En 2023, l’aide à l’Ukraine a plus que doublé, passant de 16 à 33,7 milliards d’euros – sur un total de plus de 70 milliards, chiffres arrêtés en juin 2023, voir le détail ci-dessous.
Rien ne vient garantir que l’Ukraine parvienne à rembourser ces prêts, au moins dans les délais, contribuant à aggraver l’endettement de l’Union européenne puisque le défaut de paiement serait directement supporté par les futurs budgets de l’UE, alerte la Cour des comptes. Mais de nouveaux instruments, mis en place début 2024 pour aider Kiev, viennent en rajouter une couche.
C’est la facilité pour l’Ukraine – à ne pas confondre avec la Facilité pour la paix. Un programme – hors aide militaire et aide aux réfugiés qui relèvent d’autres dispositifs – à hauteur de 50 milliards d’euros prévu jusqu’en 2027, soit 200 milliards d’euros dédiés à l’Ukraine pour l’aider dans sa reconstruction. Un soutien mis en place sans aucune étude d’impact, sur l’Ukraine comme sur les finances de l’UE. Sans véritable contrepartie, le dispositif mentionnant un vague respect des droits de l’Homme ou des mécanismes démocratiques– rappelons que Volodymyr Zelensky est depuis 2023 un président non élu. Un programme sans beaucoup de contrôles, dans un contexte de grande corruption systémique.
Il faut lire l’avis rendu en 2023, avant la mise en place de la facilité, de la Cour des comptes de l’UE.
Ces cinquante milliards d’euros se répartissent en un peu plus de 17 milliards d’euros de subventions et de bonifications d’intérêts, non remboursables par Kiev.

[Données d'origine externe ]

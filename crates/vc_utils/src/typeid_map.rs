use core::any::TypeId;
use core::fmt::Debug;

use crate::hash::NoOpHashState;
use crate::hash::hashbrown::HashMap;
use crate::hash::hashbrown::hash_map::Entry;

// -----------------------------------------------------------------------------
// TypeIdMap

/// A map keyed by [`TypeId`].
///
/// Backs every per-type cache in the workspace: type info cells, field plans
/// and encoders. The hasher passes the id through untouched, so lookups cost
/// one probe.
pub struct TypeIdMap<V>(HashMap<TypeId, V, NoOpHashState>);

impl<V> TypeIdMap<V> {
    /// Creates an empty `TypeIdMap`.
    ///
    /// Usable in `static` initializers.
    ///
    /// # Examples
    ///
    /// ```
    /// use vc_utils::TypeIdMap;
    /// let map = TypeIdMap::<i32>::new();
    /// assert!(map.is_empty());
    /// ```
    #[inline]
    pub const fn new() -> Self {
        Self(HashMap::with_hasher(NoOpHashState))
    }

    /// Creates an empty `TypeIdMap` with room for `capacity` types.
    #[inline]
    pub fn with_capacity(capacity: usize) -> Self {
        Self(HashMap::with_capacity_and_hasher(capacity, NoOpHashState))
    }

    /// Returns the value stored for `type_id`, inserting the result of `f`
    /// first if the key is absent.
    ///
    /// `f` only runs when the key is missing.
    #[inline]
    pub fn get_or_insert(&mut self, type_id: TypeId, f: impl FnOnce() -> V) -> &mut V {
        match self.0.entry(type_id) {
            Entry::Vacant(entry) => entry.insert(f()),
            Entry::Occupied(entry) => entry.into_mut(),
        }
    }

    /// Returns a reference to the value stored for `type_id`.
    #[inline]
    pub fn get(&self, type_id: &TypeId) -> Option<&V> {
        self.0.get(type_id)
    }

    /// Inserts a value, returning the previous one if the key was present.
    #[inline]
    pub fn insert(&mut self, type_id: TypeId, v: V) -> Option<V> {
        self.0.insert(type_id, v)
    }

    /// Returns the number of types in the map.
    #[inline]
    pub fn len(&self) -> usize {
        self.0.len()
    }

    /// Returns `true` if the map is empty.
    #[inline]
    pub fn is_empty(&self) -> bool {
        self.0.is_empty()
    }
}

// -----------------------------------------------------------------------------
// Traits

impl<T> Default for TypeIdMap<T> {
    #[inline]
    fn default() -> Self {
        Self::new()
    }
}

impl<T: Debug> Debug for TypeIdMap<T> {
    fn fmt(&self, f: &mut core::fmt::Formatter<'_>) -> core::fmt::Result {
        Debug::fmt(&self.0, f)
    }
}

#[cfg(test)]
mod tests {
    use core::any::TypeId;

    use super::TypeIdMap;

    #[test]
    fn get_or_insert_runs_once() {
        let mut map = TypeIdMap::<u32>::new();
        let mut calls = 0;
        for _ in 0..3 {
            *map.get_or_insert(TypeId::of::<u8>(), || {
                calls += 1;
                0
            }) += 1;
        }
        assert_eq!(calls, 1);
        assert_eq!(map.get(&TypeId::of::<u8>()), Some(&3));
        assert_eq!(map.len(), 1);
    }

    #[test]
    fn insert_replaces_per_type() {
        let mut map = TypeIdMap::with_capacity(2);
        assert!(map.is_empty());
        assert_eq!(map.insert(TypeId::of::<str>(), "str"), None);
        assert_eq!(map.insert(TypeId::of::<str>(), "text"), Some("str"));
        assert_eq!(map.get(&TypeId::of::<str>()), Some(&"text"));
        assert_eq!(map.get(&TypeId::of::<[u8]>()), None);
        assert_eq!(map.len(), 1);
    }
}
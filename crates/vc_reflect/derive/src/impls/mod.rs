// -----------------------------------------------------------------------------
// Modules

mod struct_kind;
mod trait_reflect;
mod trait_type_path;
mod trait_typed;

// -----------------------------------------------------------------------------
// Internal API

pub(crate) use struct_kind::impl_struct;
use trait_reflect::impl_trait_reflect;
use trait_type_path::impl_trait_type_path;
use trait_typed::impl_trait_typed;
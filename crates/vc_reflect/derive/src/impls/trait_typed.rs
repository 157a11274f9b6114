use proc_macro2::TokenStream;
use quote::quote;

use crate::derive_data::ReflectMeta;
use crate::path::fp::OptionFP;

/// Generate implementation code for `Typed`
///
/// `type_info_tokens` builds the `TypeInfo`, see
/// [`ReflectStruct::to_info_tokens`](crate::derive_data::ReflectStruct::to_info_tokens).
/// `default_tokens` is the body of `default_value`.
pub(crate) fn impl_trait_typed(
    meta: &ReflectMeta,
    type_info_tokens: TokenStream,
    default_tokens: TokenStream,
    predicates: &[TokenStream],
) -> TokenStream {
    let vc_reflect_path = meta.vc_reflect_path();
    let trait_typed_ = crate::path::typed_(vc_reflect_path);
    let type_info_ = crate::path::type_info_(vc_reflect_path);
    let option_ = OptionFP;

    let inner_cell_tokens = if meta.impl_with_generic() {
        let info_cell = crate::path::generic_type_info_cell_(vc_reflect_path);
        quote! {
            static CELL: #info_cell = #info_cell::new();
            CELL.get_or_insert::<Self>(|| {
                #type_info_tokens
            })
        }
    } else {
        let info_cell = crate::path::non_generic_type_info_cell_(vc_reflect_path);
        quote! {
            static CELL: #info_cell = #info_cell::new();
            CELL.get_or_init(|| {
                #type_info_tokens
            })
        }
    };

    let ident = meta.ident();
    let (impl_generics, ty_generics, where_clause) = meta.split_generics(true, predicates);

    quote! {
        impl #impl_generics #trait_typed_ for #ident #ty_generics #where_clause {
            fn type_info() -> &'static #type_info_ {
                #inner_cell_tokens
            }

            fn default_value() -> #option_<Self> {
                #default_tokens
            }
        }
    }
}
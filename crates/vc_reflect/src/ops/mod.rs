//! Kind-specific access to reflected values.
//!
//! [`Reflect::reflect_ref`](crate::Reflect::reflect_ref) and
//! [`Reflect::reflect_mut`](crate::Reflect::reflect_mut) hand out one of the
//! kind traits below, wrapped in [`ReflectRef`] / [`ReflectMut`].

// -----------------------------------------------------------------------------
// Modules

mod apply_error;
mod array_ops;
mod dynamic;
mod kind;
mod list_ops;
mod map_ops;
mod pointer_ops;
mod struct_ops;

// -----------------------------------------------------------------------------
// Exports

pub use apply_error::ApplyError;
pub use array_ops::Array;
pub use dynamic::Dynamic;
pub use kind::{ReflectMut, ReflectRef};
pub use list_ops::List;
pub use map_ops::{Map, map_key};
pub use pointer_ops::Pointer;
pub use struct_ops::Struct;
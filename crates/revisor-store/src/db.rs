//! Database connection management
//!
//! Provides utilities for opening and configuring SQLite connections

use crate::errors::{from_rusqlite, Result};
use rusqlite::{Connection, OpenFlags};
use std::path::Path;
use std::time::Duration;

/// How long a writer waits on a locked database before failing
pub const BUSY_TIMEOUT: Duration = Duration::from_secs(5);

/// Open a SQLite database at the given path and configure it
pub fn open<P: AsRef<Path>>(path: P) -> Result<Connection> {
    let conn = Connection::open(path).map_err(from_rusqlite)?;
    configure(&conn)?;
    Ok(conn)
}

/// Open an existing database for reading only
///
/// Nothing is written to the file, not even the journal mode.
pub fn open_read_only<P: AsRef<Path>>(path: P) -> Result<Connection> {
    let conn = Connection::open_with_flags(
        path,
        OpenFlags::SQLITE_OPEN_READ_ONLY | OpenFlags::SQLITE_OPEN_NO_MUTEX,
    )
    .map_err(from_rusqlite)?;
    conn.busy_timeout(BUSY_TIMEOUT).map_err(from_rusqlite)?;
    Ok(conn)
}

/// Open an in-memory SQLite database (for testing)
pub fn open_in_memory() -> Result<Connection> {
    let conn = Connection::open_in_memory().map_err(from_rusqlite)?;
    configure(&conn)?;
    Ok(conn)
}

/// Configure a connection for concurrent hook writers
pub fn configure(conn: &Connection) -> Result<()> {
    conn.busy_timeout(BUSY_TIMEOUT).map_err(from_rusqlite)?;

    conn.execute_batch("PRAGMA foreign_keys = ON;")
        .map_err(from_rusqlite)?;

    // WAL lets history readers proceed while a save transaction is open.
    // In-memory databases silently stay in "memory" mode.
    conn.execute_batch("PRAGMA journal_mode = WAL;")
        .map_err(from_rusqlite)?;

    Ok(())
}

Et en 33 milliards d’euros de prêts contractés sur les marchés financiers et couverts par la “marge de manœuvre” 1 du budget de l’UE. A des conditions très avantageuses pour Kiev 2, beaucoup moins pour l’UE en cas de défaut de paiement de l’Ukraine. Ou pour les Etats-membres et in fine le contribuable européen - c’est à dire les contributeurs nets, Allemagne et France en tête - dans le cas où ce qui reste de “marges de manœuvre” du budget de l’UE ne permette… aucune marge de manœuvre.

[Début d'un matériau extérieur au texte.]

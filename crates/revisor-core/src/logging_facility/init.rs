//! Logging initialization module
//!
//! Provides a single initialization point for the logging facility.

use std::sync::Once;
use tracing_subscriber::{util::SubscriberInitExt, EnvFilter};

/// Logging profile configuration
#[derive(Debug, Clone, Copy, PartialEq, Eq)]
pub enum Profile {
    /// Human-readable output for development
    Development,
    /// JSON structured output for production
    Production,
    /// Test capture mode for deterministic testing
    Test,
}

static INIT_ONCE: Once = Once::new();

/// Initialize the logging facility
///
/// Call once at application startup. Output goes to stderr so that command
/// output on stdout stays machine readable.
///
/// # Profiles
///
/// - **Development**: Human-readable logs, `revisor=debug` unless `RUST_LOG` is set
/// - **Production**: JSON structured logs, `revisor=info` unless `RUST_LOG` is set
/// - **Test**: No output; use `init_test_capture()` for assertions
pub fn init(profile: Profile) {
    INIT_ONCE.call_once(|| match profile {
        Profile::Development => {
            tracing_subscriber::fmt()
                .with_writer(std::io::stderr)
                .with_env_filter(
                    EnvFilter::try_from_default_env()
                        .unwrap_or_else(|_| EnvFilter::new("revisor=debug")),
                )
                .init();
        }
        Profile::Production => {
            tracing_subscriber::fmt()
                .json()
                .with_writer(std::io::stderr)
                .with_env_filter(
                    EnvFilter::try_from_default_env()
                        .unwrap_or_else(|_| EnvFilter::new("revisor=info")),
                )
                .init();
        }
        Profile::Test => {
            tracing_subscriber::registry().init();
        }
    });
}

La Commission européenne pourra en dernier recours demander des ressources aux États membres pour les affecter au service de la dette de l’UE… En gestion d’entreprise, cela s’appelle organiser sa faillite, donc une banqueroute.

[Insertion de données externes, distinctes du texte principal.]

//! SQL building and row decoding for revision queries.

use revisor_core::codec::{BodyStorage, StoredBody};
use revisor_core::config::RevisionerConfig;
use revisor_core::errors::{ExError, Result, RevisionError};
use revisor_core::model::{InstanceId, InstanceIdType, PrimaryKeyStrategy, RevisionId};
use revisor_core::query::{RevisionField, RevisionQuery, SortOrder};
use rusqlite::types::{ToSql, ToSqlOutput, Value as SqlValue};
use chrono::{DateTime, Utc};

/// Binds a stored body as JSON text
///
/// Native bodies are written as their JSON rendering so a top-level `null`
/// lands as the text `null` rather than SQL NULL.
pub(crate) struct SqlBody<'a>(pub &'a StoredBody);

impl ToSql for SqlBody<'_> {
    fn to_sql(&self) -> rusqlite::Result<ToSqlOutput<'_>> {
        match self.0 {
            StoredBody::Native(value) => serde_json::to_string(value)
                .map(ToSqlOutput::from)
                .map_err(|e| rusqlite::Error::ToSqlConversionFailure(Box::new(e))),
            StoredBody::Text(text) => text.to_sql(),
        }
    }
}

pub(crate) fn revision_id_value(id: Option<&RevisionId>) -> SqlValue {
    match id {
        Some(RevisionId::Integer(v)) => SqlValue::Integer(*v),
        Some(RevisionId::Token(v)) => SqlValue::Text(v.clone()),
        None => SqlValue::Null,
    }
}

pub(crate) fn instance_id_value(id: &InstanceId) -> SqlValue {
    match id {
        InstanceId::Integer(v) => SqlValue::Integer(*v),
        InstanceId::Token(v) => SqlValue::Text(v.clone()),
    }
}

pub(crate) fn read_revision_id(
    row: &rusqlite::Row<'_>,
    idx: usize,
    strategy: PrimaryKeyStrategy,
) -> rusqlite::Result<RevisionId> {
    Ok(match strategy {
        PrimaryKeyStrategy::Integer => RevisionId::Integer(row.get(idx)?),
        PrimaryKeyStrategy::Token => RevisionId::Token(row.get(idx)?),
    })
}

pub(crate) fn read_instance_id(
    row: &rusqlite::Row<'_>,
    idx: usize,
    id_type: InstanceIdType,
) -> rusqlite::Result<InstanceId> {
    Ok(match id_type {
        InstanceIdType::Integer => InstanceId::Integer(row.get(idx)?),
        InstanceIdType::Token => InstanceId::Token(row.get(idx)?),
    })
}

pub(crate) fn read_body(
    row: &rusqlite::Row<'_>,
    idx: usize,
    storage: BodyStorage,
) -> rusqlite::Result<StoredBody> {
    Ok(match storage {
        BodyStorage::Native => StoredBody::Native(row.get(idx)?),
        BodyStorage::Serialized => StoredBody::Text(row.get(idx)?),
    })
}

pub(crate) fn millis_to_datetime(millis: i64) -> Result<DateTime<Utc>> {
    DateTime::from_timestamp_millis(millis).ok_or_else(|| {
        ExError::from(RevisionError::CorruptRow {
            column: "created_at".to_string(),
            reason: format!("{} is out of range", millis),
        })
    })
}

/// A row before its body is decoded
pub(crate) struct RawRow {
    pub id: RevisionId,
    pub created_at: i64,
    pub instance_type: Option<String>,
    pub instance_id: Option<InstanceId>,
    pub body: Option<StoredBody>,
}

/// A SELECT statement with its bound parameters and column layout
pub(crate) struct SelectPlan {
    pub sql: String,
    pub params: Vec<SqlValue>,
    instance_type_col: Option<usize>,
    instance_id_col: Option<usize>,
    body_col: Option<usize>,
}

impl SelectPlan {
    pub fn build(config: &RevisionerConfig, query: &RevisionQuery) -> Self {
        let mut columns = vec!["id", "created_at"];
        let mut take = |name: &'static str, wanted: bool| {
            if wanted {
                columns.push(name);
                Some(columns.len() - 1)
            } else {
                None
            }
        };
        let projection = &query.projection;
        let instance_type_col = take(
            "instance_type",
            projection.includes(RevisionField::InstanceType),
        );
        let instance_id_col = take("instance_id", projection.includes(RevisionField::InstanceId));
        let body_col = take("body", projection.includes(RevisionField::Body));

        let mut clauses: Vec<String> = Vec::new();
        let mut params: Vec<SqlValue> = Vec::new();

        if let Some((instance_type, instance_id)) = &query.scope {
            clauses.push("instance_type = ?".to_string());
            params.push(SqlValue::Text(instance_type.clone()));
            clauses.push("instance_id = ?".to_string());
            params.push(instance_id_value(instance_id));
        }
        if let Some(from) = query.filter.created_from {
            clauses.push("created_at >= ?".to_string());
            params.push(SqlValue::Integer(from.timestamp_millis()));
        }
        if let Some(before) = query.filter.created_before {
            clauses.push("created_at < ?".to_string());
            params.push(SqlValue::Integer(before.timestamp_millis()));
        }
        if let Some(ids) = &query.filter.ids {
            if ids.is_empty() {
                clauses.push("0".to_string());
            } else {
                let marks = vec!["?"; ids.len()].join(", ");
                clauses.push(format!("id IN ({})", marks));
                params.extend(ids.iter().map(|id| revision_id_value(Some(id))));
            }
        }

        let mut sql = format!("SELECT {} FROM {}", columns.join(", "), config.table_name);
        if !clauses.is_empty() {
            sql.push_str(" WHERE ");
            sql.push_str(&clauses.join(" AND "));
        }

        // rowid breaks ties between revisions created in the same millisecond
        let direction = match query.order {
            SortOrder::Ascending => "ASC",
            SortOrder::Descending => "DESC",
        };
        sql.push_str(&format!(
            " ORDER BY created_at {dir}, rowid {dir}",
            dir = direction
        ));

        match (query.limit, query.offset) {
            (Some(limit), offset) => {
                sql.push_str(" LIMIT ? OFFSET ?");
                params.push(SqlValue::Integer(i64::from(limit)));
                params.push(SqlValue::Integer(i64::from(offset.unwrap_or(0))));
            }
            (None, Some(offset)) => {
                sql.push_str(" LIMIT -1 OFFSET ?");
                params.push(SqlValue::Integer(i64::from(offset)));
            }
            (None, None) => {}
        }

        Self {
            sql,
            params,
            instance_type_col,
            instance_id_col,
            body_col,
        }
    }

    pub fn read_row(
        &self,
        row: &rusqlite::Row<'_>,
        config: &RevisionerConfig,
    ) -> rusqlite::Result<RawRow> {
        Ok(RawRow {
            id: read_revision_id(row, 0, config.primary_key)?,
            created_at: row.get(1)?,
            instance_type: self.instance_type_col.map(|i| row.get(i)).transpose()?,
            instance_id: self
                .instance_id_col
                .map(|i| read_instance_id(row, i, config.instance_id_type))
                .transpose()?,
            body: self
                .body_col
                .map(|i| read_body(row, i, config.body_storage))
                .transpose()?,
        })
    }
}
//! Revision records

use crate::model::ids::{InstanceId, RevisionId};
use chrono::{DateTime, Utc};
use serde::Serialize;
use serde_json::Value;

/// A revision about to be inserted
///
/// `id` and `created_at` are normally left empty and assigned by the store.
/// Under the token primary key strategy the capture hook fills `id` itself.
#[derive(Debug, Clone, PartialEq)]
pub struct NewRevision {
    pub id: Option<RevisionId>,
    pub instance_type: String,
    pub instance_id: InstanceId,
    pub body: Value,
    pub created_at: Option<DateTime<Utc>>,
}

impl NewRevision {
    pub fn new(instance_type: impl Into<String>, instance_id: InstanceId, body: Value) -> Self {
        Self {
            id: None,
            instance_type: instance_type.into(),
            instance_id,
            body,
            created_at: None,
        }
    }

    pub fn with_id(mut self, id: RevisionId) -> Self {
        self.id = Some(id);
        self
    }

    pub fn with_created_at(mut self, created_at: DateTime<Utc>) -> Self {
        self.created_at = Some(created_at);
        self
    }
}

/// A persisted revision with every column present
#[derive(Debug, Clone, PartialEq, Serialize)]
pub struct Revision {
    pub id: RevisionId,
    pub instance_type: String,
    pub instance_id: InstanceId,
    pub body: Value,
    pub created_at: DateTime<Utc>,
}

/// A revision as returned by a projected query
///
/// `id` and `created_at` are always selected; the other columns are present
/// only when the projection asked for them.
#[derive(Debug, Clone, PartialEq, Serialize)]
pub struct ProjectedRevision {
    pub id: RevisionId,
    pub created_at: DateTime<Utc>,
    #[serde(skip_serializing_if = "Option::is_none")]
    pub instance_type: Option<String>,
    #[serde(skip_serializing_if = "Option::is_none")]
    pub instance_id: Option<InstanceId>,
    #[serde(skip_serializing_if = "Option::is_none")]
    pub body: Option<Value>,
}

impl ProjectedRevision {
    /// Convert into a full record, if every column was selected
    pub fn into_revision(self) -> Option<Revision> {
        Some(Revision {
            id: self.id,
            instance_type: self.instance_type?,
            instance_id: self.instance_id?,
            body: self.body?,
            created_at: self.created_at,
        })
    }
}

impl From<Revision> for ProjectedRevision {
    fn from(revision: Revision) -> Self {
        Self {
            id: revision.id,
            created_at: revision.created_at,
            instance_type: Some(revision.instance_type),
            instance_id: Some(revision.instance_id),
            body: Some(revision.body),
        }
    }
}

Dit autrement, non seulement l’UE dépense pour l’Ukraine qui n’en fait pas partie, mais elle s’endette aussi pour l’Ukraine au détriment des Européens, faisant peser un risque de plus en plus accru sur les finances publiques de l’ensemble des Etats membres. En 2022, la Cour des comptes avait déjà souligné “l’augmentation considérable de l’exposition du budget de l’UE à la situation en Ukraine”.
1 La marge de manœuvre est la différence entre le plafond du CFP, auquel la facilité déroge, et celui des ressources propres de l’UE.
2 Prêts d’une durée maximale de 35 ans, le remboursement du principal ne débutant qu’en 2034; accompagnés de bonifications des intérêts et d’autres coûts de l’emprunt.